Does AWS CLI upload files larger than 4GB to Amazon Glacier? - amazon-web-services

The AWS Command Line Interface (CLI) allows to upload a file to AWS Glacier. But there is also a limit of 4GB for file uploads in the AWS Rest API. If I need to upload a file larger than 4GB through the Rest API, I need to use the multi-part upload.
My question is: does the AWS CLI handle internally file uploads larger than 4GB, or do I need to handle myself the multipart upload when handling files larger than 4GB? Can I just pass a 20Gb file to the upload-archive option of the AWS CLI and it will just work? If the CLI can't handle large file uploads directly, there is any command line tool that does it for me (freeing me from the trouble of implementing all of the checksum computing, error handling and retry logic when a part upload fails)?
I understand that the 4GB limit is on the AWS Rest API, but I could not find anything about how this limit is handled in the CLI. I could just make the test, but my upload speed is not so fast and I fear wasting a few hours before discovering that it does not work.

I'm using glacier-cmd (https://github.com/uskudnik/amazon-glacier-cmd-interface), works pretty well, but seems to be unsupported recently. Sometimes it has a timeout with big files (~50GB).

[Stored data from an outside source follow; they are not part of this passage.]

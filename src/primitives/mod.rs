//! Arithmetic building blocks for coins.
//!
//! - **primality**: Miller-Rabin test gating commitment values
//! - **commitment**: `g^serial * h^randomness mod p` and exponent sampling
//! - **secret**: zeroize-on-drop holder for opening material

/// Pedersen-style commitments over an integer group.
pub mod commitment;
/// Probabilistic primality testing.
pub mod primality;
/// Secret integer storage.
pub mod secret;

pub use commitment::{commit, random_exponent};
pub use primality::is_probable_prime;
pub use secret::SecretScalar;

The below script will work fine. I had created chunks for treehash calculation and fileparts uploads saperately. It worked fine.
#!/bin/bash
date1=$(date +"%s")
byteSize=1073741824
CHUNK_SIZE=1073741824
hashsize=1048576
if [[ -z "${1}" ]]; then
echo "No file provided."
exit 1
fi
ARCHIVE="/mnt/dbfiles/mahipal/splitfiles/${1}"
ARCHIVE_SIZE=`cat "${ARCHIVE}" | wc --bytes`
cd /mnt/dbfiles/mahipal/splitfiles
rm -rf TEMP
rm -rf HASH
mkdir TEMP
mkdir HASH
cd /mnt/dbfiles/mahipal/splitfiles/TEMP
date3=$(date +"%s")
split -d --bytes=${CHUNK_SIZE} "${ARCHIVE}" chunk -a 4
date4=$(date +"%s")
diff2=$(($date4-$date3))
cd /mnt/dbfiles/mahipal/splitfiles/HASH
date5=$(date +"%s")
split -d --bytes=${hashsize} "${ARCHIVE}" chunk -a 5
date6=$(date +"%s")
diff3=$(($date6-$date5))
cd /mnt/dbfiles/mahipal/splitfiles/TEMP
lastpartsize=`expr $(ls -l | tail -1 | awk '{print$5}') + 0`
lastfile=$(ls -l | tail -1 | awk '{print$9}')
cont=$(ls -l | wc -l)
cnt=`expr $cont - 2`
fileCount=$(ls -1 | grep "^chunk" | wc -l)
echo "Total parts to upload: " $fileCount
files=$(ls | grep "^chunk")
init=$(/bin/aws glacier initiate-multipart-upload --account-id - --part-size $byteSize --vault-name final_vault --archive-description "${1}_${ARCHIVE_SIZE}_${byteSize}")
echo "---------------------------------------"
uploadId=$(echo $init | jq '.uploadId' | xargs)
touch commands.txt
i=0
for f in $files
do
byteStart=$((i*byteSize))
byteEnd=$((i*byteSize+byteSize-1))
echo /bin/aws glacier upload-multipart-part --body $f --range "'"'bytes '"$byteStart"'-'"$byteEnd"'/*'"'" --account-id - --vault-name final_vault --upload-id $uploadId >> commands.txt
i=$(($i+1))
if [ "$i" == "$cnt" ]
then
byteEnd=`expr $byteEnd + 1`
byteEnd2=$((i*byteSize+lastpartsize-1))
byteSize=$lastpartsize
echo /bin/aws glacier upload-multipart-part --body $lastfile --range "'"'bytes '"$byteEnd"'-'"$byteEnd2"'/*'"'" --account-id - --vault-name final_vault --upload-id $uploadId >> commands.txt
break
fi
done
parallel --load 100% -a commands.txt --no-notice --bar
cd /mnt/dbfiles/mahipal/splitfiles/HASH
files=$(ls | grep "^chunk")
for f in $files
do
openssl dgst -sha256 -binary ${f} > "hash${f:5}"
done
echo "List Active Multipart Uploads:"
echo "Verify that a connection is open:"
/bin/aws glacier list-multipart-uploads --account-id - --vault-name final_vault >> /mnt/dbfiles/mahipal/splitfiles/TEMP/commands.txt
echo "-------------"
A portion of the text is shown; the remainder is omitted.